Hey Bruno, great to hear from you on this list!

Good points, and in principle, I mostly agree with what you are saying, but
I have concerns about some of the proposed approaches. Specifically:

So why not just removing features or parts that are not maintained?
> Being more aggressive in removing unmaintained parts would enable Apache
> Flume to be more inclusive with regards to contributions.

Removing stuff breaks back-compat and it is hard to know who is using a
component. If just one person is using something, is it worth it to keep
something? Where do we draw the line? That said, I am not against removing
stuff that made it into a release (after marking it @Deprecated for a
release) if we have consensus among committers that it needs to go.

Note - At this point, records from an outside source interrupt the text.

use joice::{Component, ConfigFormat, ConfigurationError, Context, Loader, Value};
use std::fs;
use std::rc::Rc;
use tempfile::tempdir;

// --- Test Fixtures ---

struct Endpoint {
  url: String,
  retries: i64,
}

impl Component for Endpoint {
  fn set_property(&mut self, name: &str, value: Value) -> Result<(), String> {
    match name {
      "retries" => {
        self.retries = value.as_i64().ok_or("retries must be an integer")?;
        Ok(())
      }
      other => Err(format!("no property named '{}'", other)),
    }
  }
}

fn endpoint_context() -> Rc<Context> {
  let context = Rc::new(Context::new());
  context.register_constructor("Endpoint", |arguments| {
    let url = arguments
      .first()
      .and_then(Value::as_str)
      .ok_or("Endpoint needs a url")?;
    Ok(Endpoint {
      url: url.to_string(),
      retries: 0,
    })
  });
  context
}

const ENDPOINT_YAML: &str = r#"
objects:
  - id: endpoint
    constructor: Endpoint
    initialization: eager
    arguments:
      - value: "http://${host}:${port}/api"
    properties:
      - name: retries
        value: 3
"#;

// --- Loader Tests ---

#[test]
fn test_load_files_from_disk() {
  // Arrange
  let dir = tempdir().unwrap();
  let properties = dir.path().join("endpoint.properties");
  let config = dir.path().join("context.yaml");
  fs::write(&properties, "# where the api lives\nhost = example.org\nport = 8080\n").unwrap();
  fs::write(&config, ENDPOINT_YAML).unwrap();

  let context = endpoint_context();
  let mut loader = Loader::with_context(context.clone());

  // Act
  // Each file is delivered as soon as it is read; properties must come
  // first so the configuration can be interpolated.
  assert!(loader.load_file(&properties).unwrap());
  assert!(loader.load_file(&config).unwrap());

  // Assert
  assert!(context.is_initialized());
  let id = context.get_id_for_label("endpoint").unwrap();
  assert!(context.singletons().contains(id));
  let endpoint: Rc<Endpoint> = context.require("endpoint").unwrap().downcast().unwrap();
  assert_eq!(endpoint.url, "http://example.org:8080/api");
  assert_eq!(endpoint.retries, 3);
}

#[test]
fn test_fragments_wait_for_outstanding_leases() {
  // Arrange
  let context = endpoint_context();
  let mut loader = Loader::with_context(context.clone());
  let config_lease = loader.lease();
  let properties_lease = loader.lease();

  // Act
  // The configuration arrives before the properties it refers to.
  let parsed = loader
    .deliver_config(config_lease, ConfigFormat::Yaml, ENDPOINT_YAML)
    .unwrap();
  assert!(!parsed);
  assert!(context.is_empty());

  let parsed = loader
    .deliver_properties(properties_lease, "host=localhost\nport=9000")
    .unwrap();

  // Assert
  assert!(parsed);
  let endpoint: Rc<Endpoint> = context.require("endpoint").unwrap().downcast().unwrap();
  assert_eq!(endpoint.url, "http://localhost:9000/api");
}

#[test]
fn test_late_fragments_extend_an_initialized_context() {
  // Arrange
  let context = endpoint_context();
  let mut loader = Loader::with_context(context.clone());
  let lease = loader.lease();
  loader
    .deliver_properties(lease, "host=example.org\nport=80")
    .unwrap();
  assert!(context.is_initialized());
  assert!(context.is_empty());

  // Act
  let lease = loader.lease();
  let json = r#"{ "objects": [ { "id": "backup", "constructor": "Endpoint",
                  "initialization": "eager",
                  "arguments": [ { "value": "http://${host}/backup" } ] } ] }"#;
  loader.deliver_config(lease, ConfigFormat::Json, json).unwrap();

  // Assert
  let id = context.get_id_for_label("backup").unwrap();
  assert!(context.singletons().contains(id));
}

#[test]
fn test_unreadable_files_return_their_lease() {
  // Arrange
  let dir = tempdir().unwrap();
  let mut loader = Loader::new();

  // Act
  let missing = loader.load_file(&dir.path().join("missing.yaml"));
  let unknown_path = dir.path().join("context.toml");
  fs::write(&unknown_path, "objects = []").unwrap();
  let unknown = loader.load_file(&unknown_path);

  // Assert
  assert!(matches!(missing, Err(ConfigurationError::Io(_))));
  assert!(matches!(unknown, Err(ConfigurationError::Parse(_))));
  assert_eq!(loader.outstanding(), 0);
}

#[test]
fn test_undefined_property_aborts_parsing() {
  // Arrange
  let mut loader = Loader::with_context(endpoint_context());
  let lease = loader.lease();

  // Act
  let result = loader.deliver_config(lease, ConfigFormat::Yaml, ENDPOINT_YAML);

  // Assert
  match result {
    Err(ConfigurationError::UndefinedProperty(key)) => assert_eq!(key, "host"),
    other => panic!("expected an undefined property, got {:?}", other),
  }
  assert!(!loader.context().is_initialized());
}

 As another dimension to this discussion, I think there is a limit to the
>>> number of dependencies Flume can reasonably pull in and keep straight
>>> without shading or classloading tricks, which themselves add another
>>> layer
>>> of pain/difficulty to debugging.
> This does not completely solve that probleme but is somewhat related: what
> about moving all the current sources and sinks as plugins?
> So the core remains lean with all its dependencies in lib/ and all the
> sources and sinks specific libs end up in plugins.d/<plugin>/libext.
> This would be more in the context of Apache Bigtop and packages, but that
> would enable people to pick and choose their dependencies. For instance
> doing a "yum install flume-ng-hdfs flume-ng-redis flume-ng-agent".
> Right now I don't really care about the hdfs sink, but I end up having to
> download a bunch of hdfs related packages that are not really needed.
Well... that actually doesn't solve the dependency problem at all. It
pushes the requirement of knowledge of what works with what to the
end-user. And this type of thing (JAR incompatibility) is nearly impossible
to detect automatically, so we are back to end-users sifting through poms,
Java API docs, and release notes - which is what they would have to do with
a Github project anyway. But now it's for *everything* related to Flume. So
we just made the Flume plugin compatibility situation much worse that it
already was.

Right now, every plugin that ships with Flume can be run in the same JVM
process as every other plugin, with the exception (much to my regret) of
Solr and ElasticSearch. I am loathe to add anything else to that "landmine
list". In my view, we need to come up with a technical solution to that
problem before we decide to open the floodgates to any and all plugins /
dependencies, regardless of the plugin acceptance / maintainability
discussion (the two are orthogonal concerns). Which is why I brought up the
possibility of classloading, or OSGI, or something that attempts to solve
this problem. It's not rocket science (all servlet containers do this), but
it's added implementation / debugging complexity for sure and someone has
to do the work to implement it (if we agree that is the right solution to
the problem here).

TL;DR: I don't think the conflicting-dependencies issue has a "project
policy" or packaging solution.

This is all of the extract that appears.